TABLE 4. Classification of Endophthalmitis

  Infectious endophthalmitis

  Postoperative

  Acute postoperative endophthalmitis
  Delayed-onset endophthalmitis (onset >6 weeks postoperatively)
  Conjunctival filtering bleb associated


  Endogenous
  Posttraumatic


  Noninfectious endophthalmitis

  Sterile uveitis
  Phacoanaphylactic endophthalmitis
  Sympathetic ophthalmia


(Kresloff MS, Castellarin AA, Zarbin MA: Endophthalmitis. Surv Ophthalmol 43:193---224, 1998.)

 

Fig. 14. Endophthalmitis and panophthalmitis. A. Endophthalmitis developed in the patient following surgery for retinal detachment. Hypopyon is seen. B. Panophthalmitis following perforating surgery. Massive chemosis can be seen. C. Endophthalmitis shown by a vitreous adscess and iridocyclitis. The sclera contains no inflammatory reaction. D. Panophthalmitis shown by involvement of the vitreous cavity and all coats of the eye including the sclera. The cornea has perforated. (A and B, clinical [SEI 79-5 and 79-6]; C and D, hematoxylin and eosin, × 3 [SEI 79-7 and 79-8].

ACUTE INFECTIOUS POSTOPERATIVE ENDOPHTHALMITIS

Acute postoperative endophthalmitis has been reported to occur after cataract extraction in between 0.07% and 0.13% of cases.114–117 Advanced age, male sex, intracapsular cataract extraction, and anterior vitrectomy have been associated with an increased risk of postoperative endophthalmitis.118 The most common cause of acute postoperative bacterial endophthalmitis after cataract extraction is coagulase-negative Staphylococcus species,119,120 such as S. epidermidis. The likely source of organisms is from the normal flora of the conjunctiva, with inoculation into the eye at the time of surgery.121–126 It has been reported that in up to 29% of eyes undergoing cataract extraction, bacteria can be cultured from the aqueous humor at the time of surgery.125 Because the incidence of postoperative endophthalmitis is more than two orders of magnitude lower than 29%, factors other than the mere presence of bacteria must play a role in the development of endophthalmitis. Experimental studies in rabbits have shown that a certain “threshold” inoculum size must be reached before sustainable infection can be achieved; otherwise, the ocular inflammatory reaction results in “autosterilization” of the intraocular environment.127 Similarly, in a rabbit model of S. epidermidis endophthalmitis, a more severe disease resulted when a larger inoculum of bacteria was injected, which persisted for a longer period than did the disease produced when a smaller number of bacteria were injected.128 It is possible as well that a genetic susceptibility to infectious endophthalmitis exists.129

Patients with acute postoperative bacterial endophthalmitis may present with decreased visual acuity, pain, redness, and intense anterior chamber inflammatory reaction with hypopyon, corneal edema, vitritis, and retinitis.

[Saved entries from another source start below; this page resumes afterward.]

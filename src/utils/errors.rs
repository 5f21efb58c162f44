use thiserror::Error;

/// Failures that carry meaning for the caller, as opposed to plain store or
/// connectivity errors which travel as bare `anyhow::Error`s.
#[derive(Debug, Error, PartialEq, Eq)]
pub enum DomainError {
    #[error("{0}")]
    Validation(String),
    #[error("{0} not found")]
    NotFound(String),
    #[error("author {0} does not exist")]
    MissingAuthor(i32),
}

impl DomainError {
    pub fn validation(msg: impl Into<String>) -> Self {
        Self::Validation(msg.into())
    }

    pub fn not_found(entity: impl Into<String>) -> Self {
        Self::NotFound(entity.into())
    }
}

Suspicion must be high and treatment rapid and broad in scope to cover the most likely organisms. Typically, multiple intravitreous antibiotics to cover both gram-positive and gram-negative organisms are injected in the office setting after sampling of the aqueous and vitreous humors for culture. Neither systemic antibiotics nor immediate vitrectomy has been shown to be of benefit, except vitrectomy when visual acuity is light perception or worse at presentation.130

DELAYED-ONSET ENDOPHTHALMITIS

Differentiation of delayed-onset infectious endophthalmitis from endogenous autoimmune-mediated uveitis occurring in a patient who happens to be postcataract extraction is difficult at best.131 Both may respond initially to corticosteroid use, but similarly, both may become resistant to such therapy. It has been shown that bacteria can adhere to the surface of intraocular lenses, and thus their implantation may increase the risk of endophthalmitis.132 Certain clinical clues, such as the presence of a white plaque within the capsular bag, may be helpful. Suspicion must be high for infection, and definitive diagnosis usually requires sampling of the ocular contents, either through aqueous humor tap or vitreous sampling (by tap or biopsy) for culture or detection of bacterial DNA by the polymerase chain reaction or both.15 The most common organisms resulting in this type of infection are the coagulase-negative Staphylococcus species,133P. acnes, as well as fungi.134 When conservative therapy with antibiotics alone fails to eradicate the infectious agent, surgical removal of the intraocular lens may be required.135

CONJUNCTIVAL FILTERING BLEB-ASSOCIATED ENDOPHTHALMITIS

Infection in eyes with previous glaucoma-filtering procedures may present as a localized blebitis or a frank endophthalmitis with vitreous involvement.136 Similar to other cases of acute postoperative endophthalmitis, Staphylococcus species are the most common isolates in the acute setting.136 When bleb-associated infection occurs later, however, other organisms in addition to Staphylococcus species may be responsible, including Streptococcus species and Haemophilus influenzae.137,138

POSTTRAUMATIC ENDOPHTHALMITIS

Gram-positive cocci remain the most common cause of posttraumatic endophthalmitis. However, while one series from southern India reported the most common isolate was Streptococcus species,139 others have reported a higher incidence of S. epidermidis140 or Bacillus species, perhaps the most feared etiologic agent in posttraumatic endophthalmitis,141 because of its generally poor visual outcome.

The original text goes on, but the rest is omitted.